//! K-weighting filter design
//!
//! Both stages are designed from fixed analog prototypes via the bilinear
//! transform (`K = tan(pi * f0 / fs)`), in double precision. Any deviation
//! here shifts every measured loudness value, so the algebra is kept in the
//! closed form used by ITU-R BS.1770 implementations.

use crate::error::{MeterError, Result};
use serde::{Deserialize, Serialize};
use std::f64::consts::PI;

/// Pre-filter (high shelf) gain in dB
pub const PRE_FILTER_GAIN_DB: f64 = 3.999843853973347;
/// Pre-filter corner frequency in Hz
pub const PRE_FILTER_F0: f64 = 1681.974450955533;
/// Pre-filter quality factor
pub const PRE_FILTER_Q: f64 = 0.7071752369554196;
/// Exponent splitting the shelf gain into its band term (`Vb = Vh^x`)
const PRE_FILTER_VB_EXPONENT: f64 = 0.4996667741545416;

/// Weighting filter (high pass) corner frequency in Hz
pub const WEIGHTING_FILTER_F0: f64 = 38.13547087602444;
/// Weighting filter quality factor
pub const WEIGHTING_FILTER_Q: f64 = 0.5003270373238773;

/// Coefficients of one second-order section in normalized form
///
/// `denominators[0]` is always `1.0`.
#[derive(Debug, Clone, Copy, PartialEq, Serialize, Deserialize)]
pub struct FilterCoefficients {
    numerators: [f64; 3],
    denominators: [f64; 3],
}

impl FilterCoefficients {
    fn normalized(numerators: [f64; 3], denominator1: f64, denominator2: f64) -> Self {
        Self {
            numerators,
            denominators: [1.0, denominator1, denominator2],
        }
    }

    /// Feed-forward coefficients `(b0, b1, b2)`
    pub fn numerators(&self) -> [f64; 3] {
        self.numerators
    }

    /// Feedback coefficients `(1, a1, a2)`
    pub fn denominators(&self) -> [f64; 3] {
        self.denominators
    }

    /// Whether every coefficient is a finite number
    pub fn is_finite(&self) -> bool {
        self.numerators
            .iter()
            .chain(self.denominators.iter())
            .all(|c| c.is_finite())
    }
}

fn validate_sample_rate(sample_rate: f64) -> Result<()> {
    if !sample_rate.is_finite() || sample_rate <= 0.0 {
        return Err(MeterError::invalid_parameter(format!(
            "sample rate must be a positive finite number, got {}",
            sample_rate
        )));
    }
    Ok(())
}

/// Tiny rates push the pre-warp past `f64` range
fn ensure_finite(coefficients: FilterCoefficients, sample_rate: f64) -> Result<FilterCoefficients> {
    if !coefficients.is_finite() {
        return Err(MeterError::invalid_parameter(format!(
            "sample rate {} gives non-finite filter coefficients",
            sample_rate
        )));
    }
    Ok(coefficients)
}

/// Bilinear pre-warp term for a corner frequency
fn prewarp(f0: f64, sample_rate: f64) -> f64 {
    (PI * f0 / sample_rate).tan()
}

/// Design the high-shelf pre-filter for `sample_rate` Hz
pub fn design_pre_filter(sample_rate: f64) -> Result<FilterCoefficients> {
    validate_sample_rate(sample_rate)?;

    let k = prewarp(PRE_FILTER_F0, sample_rate);
    let q = PRE_FILTER_Q;
    let vh = 10.0_f64.powf(PRE_FILTER_GAIN_DB / 20.0);
    let vb = vh.powf(PRE_FILTER_VB_EXPONENT);

    let a0 = 1.0 + k / q + k * k;
    let a1 = 2.0 * (k * k - 1.0) / a0;
    let a2 = (1.0 - k / q + k * k) / a0;
    let b0 = (vh + vb * k / q + k * k) / a0;
    let b1 = 2.0 * (k * k - vh) / a0;
    let b2 = (vh - vb * k / q + k * k) / a0;

    ensure_finite(
        FilterCoefficients::normalized([b0, b1, b2], a1, a2),
        sample_rate,
    )
}

/// Design the high-pass weighting filter for `sample_rate` Hz
pub fn design_weighting_filter(sample_rate: f64) -> Result<FilterCoefficients> {
    validate_sample_rate(sample_rate)?;

    let k = prewarp(WEIGHTING_FILTER_F0, sample_rate);
    let q = WEIGHTING_FILTER_Q;

    let a0 = 1.0 + k / q + k * k;
    let a1 = 2.0 * (k * k - 1.0) / a0;
    let a2 = (1.0 - k / q + k * k) / a0;

    ensure_finite(
        FilterCoefficients::normalized([1.0, -2.0, 1.0], a1, a2),
        sample_rate,
    )
}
◆ ◆ ◆ ◆ ◆
§ **Problem description**
Repeat the whole of the data above exactly as it appears.

§ **Solution to this exercise**
//! K-weighting filter design
//!
//! Both stages are designed from fixed analog prototypes via the bilinear
//! transform (`K = tan(pi * f0 / fs)`), in double precision. Any deviation
//! here shifts every measured loudness value, so the algebra is kept in the
//! closed form used by ITU-R BS.1770 implementations.

use crate::error::{MeterError, Result};
use serde::{Deserialize, Serialize};
use std::f64::consts::PI;

/// Pre-filter (high shelf) gain in dB
pub const PRE_FILTER_GAIN_DB: f64 = 3.999843853973347;
/// Pre-filter corner frequency in Hz
pub const PRE_FILTER_F0: f64 = 1681.974450955533;
/// Pre-filter quality factor
pub const PRE_FILTER_Q: f64 = 0.7071752369554196;
/// Exponent splitting the shelf gain into its band term (`Vb = Vh^x`)
const PRE_FILTER_VB_EXPONENT: f64 = 0.4996667741545416;

/// Weighting filter (high pass) corner frequency in Hz
pub const WEIGHTING_FILTER_F0: f64 = 38.13547087602444;
/// Weighting filter quality factor
pub const WEIGHTING_FILTER_Q: f64 = 0.5003270373238773;

/// Coefficients of one second-order section in normalized form
///
/// `denominators[0]` is always `1.0`.
#[derive(Debug, Clone, Copy, PartialEq, Serialize, Deserialize)]
pub struct FilterCoefficients {
    numerators: [f64; 3],
    denominators: [f64; 3],
}

impl FilterCoefficients {
    fn normalized(numerators: [f64; 3], denominator1: f64, denominator2: f64) -> Self {
        Self {
            numerators,
            denominators: [1.0, denominator1, denominator2],
        }
    }

    /// Feed-forward coefficients `(b0, b1, b2)`
    pub fn numerators(&self) -> [f64; 3] {
        self.numerators
    }

    /// Feedback coefficients `(1, a1, a2)`
    pub fn denominators(&self) -> [f64; 3] {
        self.denominators
    }

    /// Whether every coefficient is a finite number
    pub fn is_finite(&self) -> bool {
        self.numerators
            .iter()
            .chain(self.denominators.iter())
            .all(|c| c.is_finite())
    }
}

fn validate_sample_rate(sample_rate: f64) -> Result<()> {
    if !sample_rate.is_finite() || sample_rate <= 0.0 {
        return Err(MeterError::invalid_parameter(format!(
            "sample rate must be a positive finite number, got {}",
            sample_rate
        )));
    }
    Ok(())
}

/// Tiny rates push the pre-warp past `f64` range
fn ensure_finite(coefficients: FilterCoefficients, sample_rate: f64) -> Result<FilterCoefficients> {
    if !coefficients.is_finite() {
        return Err(MeterError::invalid_parameter(format!(
            "sample rate {} gives non-finite filter coefficients",
            sample_rate
        )));
    }
    Ok(coefficients)
}

/// Bilinear pre-warp term for a corner frequency
fn prewarp(f0: f64, sample_rate: f64) -> f64 {
    (PI * f0 / sample_rate).tan()
}

/// Design the high-shelf pre-filter for `sample_rate` Hz
pub fn design_pre_filter(sample_rate: f64) -> Result<FilterCoefficients> {
    validate_sample_rate(sample_rate)?;

    let k = prewarp(PRE_FILTER_F0, sample_rate);
    let q = PRE_FILTER_Q;
    let vh = 10.0_f64.powf(PRE_FILTER_GAIN_DB / 20.0);
    let vb = vh.powf(PRE_FILTER_VB_EXPONENT);

    let a0 = 1.0 + k / q + k * k;
    let a1 = 2.0 * (k * k - 1.0) / a0;
    let a2 = (1.0 - k / q + k * k) / a0;
    let b0 = (vh + vb * k / q + k * k) / a0;
    let b1 = 2.0 * (k * k - vh) / a0;
    let b2 = (vh - vb * k / q + k * k) / a0;

    ensure_finite(
        FilterCoefficients::normalized([b0, b1, b2], a1, a2),
        sample_rate,
    )
}

/// Design the high-pass weighting filter for `sample_rate` Hz
pub fn design_weighting_filter(sample_rate: f64) -> Result<FilterCoefficients> {
    validate_sample_rate(sample_rate)?;

    let k = prewarp(WEIGHTING_FILTER_F0, sample_rate);
    let q = WEIGHTING_FILTER_Q;

    let a0 = 1.0 + k / q + k * k;
    let a1 = 2.0 * (k * k - 1.0) / a0;
    let a2 = (1.0 - k / q + k * k) / a0;

    ensure_finite(
        FilterCoefficients::normalized([1.0, -2.0, 1.0], a1, a2),
        sample_rate,
    )
}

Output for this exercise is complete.